The prosecutor, Assistant U.S. Attorney Karen P. Tandy, appealed the unusal action to the 4th U.S. Circuit Court of Appeals and a few days later won an temporary order allowing her to continue to work with the grand jury, sitting in U.S. District Court in Alexandria.

On Tuesday it was disclosed that 26 people had been indicted Jan. 9 on charges of participating in a major marijuana and hashish operation that federal prosecutors said profited $100 million in the last 10 years.

Bryan's order and the transcript of the Dec. 28 hearing in his court in Alexandria make it clear that the case against one of the operation's reputed leaders, Robert B. Reckmeyer of Centreville, had been under way for more than a year and that Reckmeyer was aware he was being investigated. Reckmeyer, whose brother Christopher is also accused of being a leader of the operation, had appealed several subpoenas issued by the grand jury to the federal appeals court in Richmond.

It was Tandy's action following a decision on one of those appeals that got her in trouble. According to Bryan's Dec. 28 order, Tandy looked at several documents the court had ruled were privileged or confidential.

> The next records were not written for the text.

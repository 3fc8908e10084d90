//! Chat and message types.
//!
//! These mirror the OpenAI-style chat completion body closely enough to be
//! hydrated in place. Anything the hydrator does not understand (extra
//! request fields, extra message fields, structured content) is carried
//! through untouched so the forwarded request stays faithful.

use serde::{Deserialize, Deserializer, Serialize};
use serde_json::{Map, Value};

/// Author of a chat message.
#[derive(Debug, Clone, PartialEq, Eq, Serialize)]
#[serde(rename_all = "lowercase")]
pub enum Role {
    System,
    User,
    Assistant,
    /// Any other role name (e.g. "tool").
    #[serde(untagged)]
    Other(String),
    /// A role that is not a string at all. Kept verbatim.
    #[serde(untagged)]
    Malformed(Value),
}

impl Role {
    fn from_value(value: Value) -> Self {
        match value {
            Value::String(name) => match name.as_str() {
                "system" => Role::System,
                "user" => Role::User,
                "assistant" => Role::Assistant,
                _ => Role::Other(name),
            },
            other => Role::Malformed(other),
        }
    }
}

impl<'de> Deserialize<'de> for Role {
    fn deserialize<D: Deserializer<'de>>(deserializer: D) -> Result<Self, D::Error> {
        Value::deserialize(deserializer).map(Role::from_value)
    }
}

/// Message content: plain text, or anything else (content parts, null).
#[derive(Debug, Clone, PartialEq, Serialize, Deserialize)]
#[serde(untagged)]
pub enum MessageContent {
    Text(String),
    Structured(Value),
}

impl MessageContent {
    /// The text, if this is plain string content.
    pub fn as_text(&self) -> Option<&str> {
        match self {
            MessageContent::Text(text) => Some(text),
            MessageContent::Structured(_) => None,
        }
    }
}

/// A chat message in a conversation.
///
/// `role` and `content` are `None` only when the field is absent from the
/// body; an explicit `null` is kept as a value so it serializes back out.
#[derive(Debug, Clone, PartialEq, Serialize, Deserialize)]
pub struct Message {
    #[serde(
        default,
        deserialize_with = "present",
        skip_serializing_if = "Option::is_none"
    )]
    pub role: Option<Role>,
    #[serde(
        default,
        deserialize_with = "present",
        skip_serializing_if = "Option::is_none"
    )]
    pub content: Option<MessageContent>,
    /// Fields the hydrator passes through (name, tool_calls, …).
    #[serde(flatten)]
    pub extra: Map<String, Value>,
}

fn present<'de, D, T>(deserializer: D) -> Result<Option<T>, D::Error>
where
    D: Deserializer<'de>,
    T: Deserialize<'de>,
{
    T::deserialize(deserializer).map(Some)
}

impl Message {
    pub fn new(role: Role, content: impl Into<String>) -> Self {
        Self {
            role: Some(role),
            content: Some(MessageContent::Text(content.into())),
            extra: Map::new(),
        }
    }

    pub fn system(content: impl Into<String>) -> Self {
        Self::new(Role::System, content)
    }

    pub fn user(content: impl Into<String>) -> Self {
        Self::new(Role::User, content)
    }

    pub fn assistant(content: impl Into<String>) -> Self {
        Self::new(Role::Assistant, content)
    }

    pub fn is_user(&self) -> bool {
        self.role == Some(Role::User)
    }

    /// The content, if it is plain text.
    pub fn text(&self) -> Option<&str> {
        self.content.as_ref().and_then(MessageContent::as_text)
    }

    /// A copy of this message with its content replaced by `text`.
    pub fn with_text(&self, text: String) -> Self {
        Self {
            role: self.role.clone(),
            content: Some(MessageContent::Text(text)),
            extra: self.extra.clone(),
        }
    }
}

/// A chat completion request body.
#[derive(Debug, Clone, PartialEq, Serialize, Deserialize)]
pub struct Chat {
    /// Conversation messages, in order.
    pub messages: Vec<Message>,
    /// Request fields the hydrator passes through (model, stream, …).
    #[serde(flatten)]
    pub extra: Map<String, Value>,
}

impl Chat {
    pub fn new(messages: Vec<Message>) -> Self {
        Self {
            messages,
            extra: Map::new(),
        }
    }
}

Bryan said in his order that because Tandy and the two federal agents had read the privileged documents, they "are disqualified and prohibited from directly or indirectly participating in the investiation now being conducted . . . . or any subsequent grand jury investigation of Robert B. Reckmeyer."

Tandy, who continues to head the government's prosecution of the case pending a further decision from the appeals court, said yesterday, "I have no fear that this will effect the case in any way." She said that the grand jury that handed up the indictments was not the same one she had worked with initially and that it "was not infected by any privileged documents. We went to great lengths to make sure of that."

She acknowledged that during the investigation she had looked at some privileged documents, but said, "I did nothing improper and anything I did do was inadvertent."